Claudia Fell: Der Vermittler ist nahe am Kunden und genießt sein Vertrauen. Damit ist er prädestiniert, eine zentrale Rolle in der Beratung zum Ruhestandsmanagement einzunehmen. Zudem ist die Vermittlerinfrastruktur in Deutschland so beschaffen, dass der gesamte Markt mit persönlichen Ansprechpartnern abgedeckt werden kann. Das ist ein echtes Asset und für ein so komplexes Feld wie die Ruhestandsplanung dringend notwendig – eine derartige Beratung ist nicht alleine in einem Onlineportal zu erbringen. Und das ist natürlich auch einer der Gründe, warum Versicherer hier so gut aufgestellt sind, das Ökosystem Ruhestandsmanagment anzuführen.

Auch für den Vermittler birgt dieses Geschäftsfeld eine große Chance: Er wird Ansprechpartner für ein viel breiteres Portfolio an Dienstleistungen und damit zum Lebensbegleiter und zum ersten Ansprechpartner in allen Belangen der Altersplanung. Dafür braucht es natürlich auch neue Konzepte zur Befähigung der Vermittler. Dabei können digitalisierte und interaktive Beratungsansätze helfen, die auch die Einbindung von weiteren Experten wie Steuerberatern, Rechtsanwälten, Notaren oder Dienstleistern ermöglichen. Das Angebot und der Beratungsansatz müssen konsequent auf dieses Ökosystem und Leistungsspektrum ausgerichtet werden. 

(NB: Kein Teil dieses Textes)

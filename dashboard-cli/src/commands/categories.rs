//! `dashboard categories` — option categories of one guild.

use anyhow::{Context, Result};
use clap::Args;
use colored::Colorize;

use dashboard_core::{GuildId, OptionCategory};
use dashboard_sync::{managers, WriteAck};

use super::{print_ready_json, report_failure, Session};

/// Arguments for `dashboard categories`.
#[derive(Args, Debug)]
pub struct CategoriesArgs {
    /// Guild whose option categories to load.
    pub guild_id: String,

    /// JSON array of categories to POST; prints the server's response.
    #[arg(long)]
    pub update: Option<String>,
}

impl CategoriesArgs {
    pub async fn run(self, session: &Session) -> Result<()> {
        let guild = GuildId::from(self.guild_id);
        let manager = managers::guild_categories(session.transport.clone(), &guild);
        let label = manager.resource().label();

        if let Some(update) = self.update.as_deref() {
            let update: Vec<OptionCategory> =
                serde_json::from_str(update).context("--update must be a JSON array of categories")?;
            return match manager.write(update).await {
                Ok(WriteAck::Confirmed(response)) => {
                    println!(
                        "{}",
                        serde_json::to_string_pretty(&response).context("failed to render JSON")?
                    );
                    Ok(())
                }
                Ok(WriteAck::Applied(pending)) => pending
                    .settled()
                    .await
                    .or_else(|error| report_failure(session, label, &error)),
                Err(error) => report_failure(session, label, &error),
            };
        }

        manager.activate().await;
        match manager.settled().await {
            Ok(categories) if session.json => print_ready_json(label, &categories),
            Ok(categories) => {
                print_categories(&guild, &categories);
                Ok(())
            }
            Err(error) => report_failure(session, label, &error),
        }
    }
}

fn print_categories(guild: &GuildId, categories: &[OptionCategory]) {
    println!("{} option categories for guild {}", "✓".green(), guild.to_string().bold());
    if categories.is_empty() {
        println!("  (none)");
    }
    for category in categories {
        match category.name() {
            Some(name) => println!("  ·  {name} ({})", category.id),
            None => println!("  ·  {}", category.id),
        }
    }
}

VWheute: Welchen Schluss ziehen Sie aus Ihrer Studie und welchen sollten die Versicherer ziehen?

Kai Prestinari: Das Geschäftsfeld steht erst am Anfang und lässt sehr hohes Potenzial erwarten. Aus unserer Sicht kann ein durchdachtes und übergreifendes Beratungs- und Produktangebot im Ruhestandsmanagement der Lebensversicherung ein weiteres Standbein geben – was gerade in Zeiten von geringem Wachstum und anhaltenden Niedrigzinsen recht attraktiv erscheint. Darüber hinaus sind Versicherer immer auf der Suche nach Möglichkeiten, noch innovativer und kundenzentrierter zu sein. Das Ruhestandsmanagement ist ein zukunftsträchtiges Themengebiet, um diese beiden Aspekte zu vereinen und in einem vielversprechenden Angebot an den Markt zu bringen.

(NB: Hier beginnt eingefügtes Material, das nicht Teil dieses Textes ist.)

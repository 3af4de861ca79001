//! Dashboard — inspect and edit guild configuration from a terminal.
//!
//! # Usage
//!
//! ```text
//! dashboard [--base-url <url>] [--json] guilds
//! dashboard [--base-url <url>] [--json] categories <guild-id> [--update <json>]
//! dashboard [--base-url <url>] [--json] profile [set --name <name> --description <text>]
//! ```

mod commands;

use anyhow::Result;
use clap::{Parser, Subcommand};

use commands::{categories::CategoriesArgs, guilds::GuildsArgs, profile::ProfileArgs, Session};

// ---------------------------------------------------------------------------
// CLI entry point
// ---------------------------------------------------------------------------

#[derive(Parser, Debug)]
#[command(
    name = "dashboard",
    version,
    about = "Fetch and edit Discord guild dashboard settings",
    long_about = None,
)]
struct Cli {
    /// Backend origin; overrides `base_url` in ~/.dashboard/config.yaml.
    #[arg(long, global = true, env = "DASHBOARD_URL")]
    base_url: Option<String>,

    /// Emit machine-readable JSON.
    #[arg(long, global = true)]
    json: bool,

    /// Log synchronizer activity to stderr.
    #[arg(short, long, global = true)]
    verbose: bool,

    #[command(subcommand)]
    command: Commands,
}

#[derive(Subcommand, Debug)]
enum Commands {
    /// List the guilds visible to the signed-in user.
    Guilds(GuildsArgs),

    /// Show or update the option categories of a guild.
    Categories(CategoriesArgs),

    /// Show or edit the settings of the current guild.
    Profile(ProfileArgs),
}

// ---------------------------------------------------------------------------
// Main
// ---------------------------------------------------------------------------

fn main() -> Result<()> {
    let cli = Cli::parse();
    init_tracing(cli.verbose);

    let session = Session::load(cli.base_url, cli.json)?;
    let runtime = tokio::runtime::Builder::new_current_thread()
        .enable_all()
        .build()?;

    runtime.block_on(async move {
        match cli.command {
            Commands::Guilds(args) => args.run(&session).await,
            Commands::Categories(args) => args.run(&session).await,
            Commands::Profile(args) => args.run(&session).await,
        }
    })
}

fn init_tracing(verbose: bool) {
    use tracing_subscriber::{fmt, EnvFilter};

    let default = if verbose { "debug" } else { "warn" };
    let filter = EnvFilter::try_from_default_env().unwrap_or_else(|_| EnvFilter::new(default));
    let _ = fmt()
        .with_env_filter(filter)
        .with_target(false)
        .with_writer(std::io::stderr)
        .try_init();
}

Im Gespräch: Kai Prestinari, Partner, Financial Services KPMG AG Wirtschaftsprüfungsgesellschaft, sowie Claudia Fell, Partner, Financial Services, Head of FS Strategie- & Management-Beratung KPMG AG Wirtschaftsprüfungsgesellschaft.

Die Fragen stellte VWheute-Redakteur Maximilian Volz.